* Excerpted records *
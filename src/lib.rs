//! keybloat
//!
//! Memory-hard key stretching for Rust.
//!
//! `keybloat` turns a low-entropy key into a fixed-size digest that is costly
//! to compute in both CPU time and memory. A single hash state is updated in
//! a sequential chain; every round appends the running digest to a table and
//! feeds back the entry at a position chosen by that digest, so the final
//! output depends on the whole table.
//!
//! - [`bloat`] - the memory-resident chain
//! - [`multibloat`] - independent chains per stream, combined in order
//! - [`crazybloat`] - the same chain without a table, recomputing on demand
//! - [`iterations_to_memory`] / [`memory_to_iterations`] - size a run to a budget
//! - [`integrity_test`] - recorded SHA-512 vectors
//!
//! The crate intentionally:
//! - does NOT salt keys
//! - does NOT encode its output
//! - does NOT pick a hash for you beyond the feature-gated backends
//!
//! It only does one thing: **key in → stretched key out**
//!
//! # Example
//!
//! ```
//! # #[cfg(feature = "hash-sha2")]
//! use keybloat::{BloatConfig, Sha512Hasher, Stretcher};
//!
//! # #[cfg(feature = "hash-sha2")]
//! fn main() -> Result<(), keybloat::BloatError> {
//!     // 4 streams of 4 MiB each
//!     let config = BloatConfig::for_memory::<Sha512Hasher>(4 << 20)?.with_streams(4);
//!     let stretcher = Stretcher::<Sha512Hasher>::new(config)?;
//!
//!     let key = stretcher.multibloat(b"correct horse")?;
//!     println!("stretched key {}", key.to_hex());
//!     Ok(())
//! }
//! # #[cfg(not(feature = "hash-sha2"))]
//! # fn main() {}
//! ```
//!
//! # Features
//!
//! - `hash-sha2` (default) - [`Sha256Hasher`], [`Sha512Hasher`], [`integrity_test`]
//! - `hash-blake3` - [`Blake3Hasher`]
//! - `parallel` (default) - run `multibloat` streams on a rayon pool

#![forbid(unsafe_code)]
#![warn(missing_docs)]

mod capacity;
mod chain;
mod config;
mod error;
mod hash;
mod multi;
mod recursive;
mod stretched;
mod stretcher;

#[cfg(feature = "hash-sha2")]
mod conformance;

//
// Public surface (intentionally tiny)
//

pub use capacity::{iterations_to_memory, memory_to_iterations, multibloat_memory};
pub use chain::bloat;
pub use config::{BloatConfig, DEFAULT_ITERATIONS, DEFAULT_STREAMS};
pub use error::{BloatError, Result};
pub use hash::{ChainHasher, DigestHasher, INDEX_BYTES};
pub use multi::{derive_stream_key, multibloat};
pub use recursive::crazybloat;
pub use stretched::StretchedKey;
pub use stretcher::Stretcher;

#[cfg(feature = "hash-sha2")]
pub use hash::{Sha256Hasher, Sha512Hasher};

#[cfg(feature = "hash-blake3")]
pub use hash::Blake3Hasher;

#[cfg(feature = "hash-sha2")]
pub use conformance::{TestVector, VECTORS, check_vector, integrity_test};
//! Configured entry point over a fixed hash function.
//!
//! - [`Stretcher`] - binds a [`BloatConfig`] to a [`ChainHasher`]

mod engine;

pub use engine::Stretcher;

* Requirement *
Reproduce, exactly as they stand in the data above, the lines from the one that holds "stretching for Rust." to the one that holds "to a budget", inclusive.

* Expected answer *
//! Memory-hard key stretching for Rust.
//!
//! `keybloat` turns a low-entropy key into a fixed-size digest that is costly
//! to compute in both CPU time and memory. A single hash state is updated in
//! a sequential chain; every round appends the running digest to a table and
//! feeds back the entry at a position chosen by that digest, so the final
//! output depends on the whole table.
//!
//! - [`bloat`] - the memory-resident chain
//! - [`multibloat`] - independent chains per stream, combined in order
//! - [`crazybloat`] - the same chain without a table, recomputing on demand
//! - [`iterations_to_memory`] / [`memory_to_iterations`] - size a run to a budget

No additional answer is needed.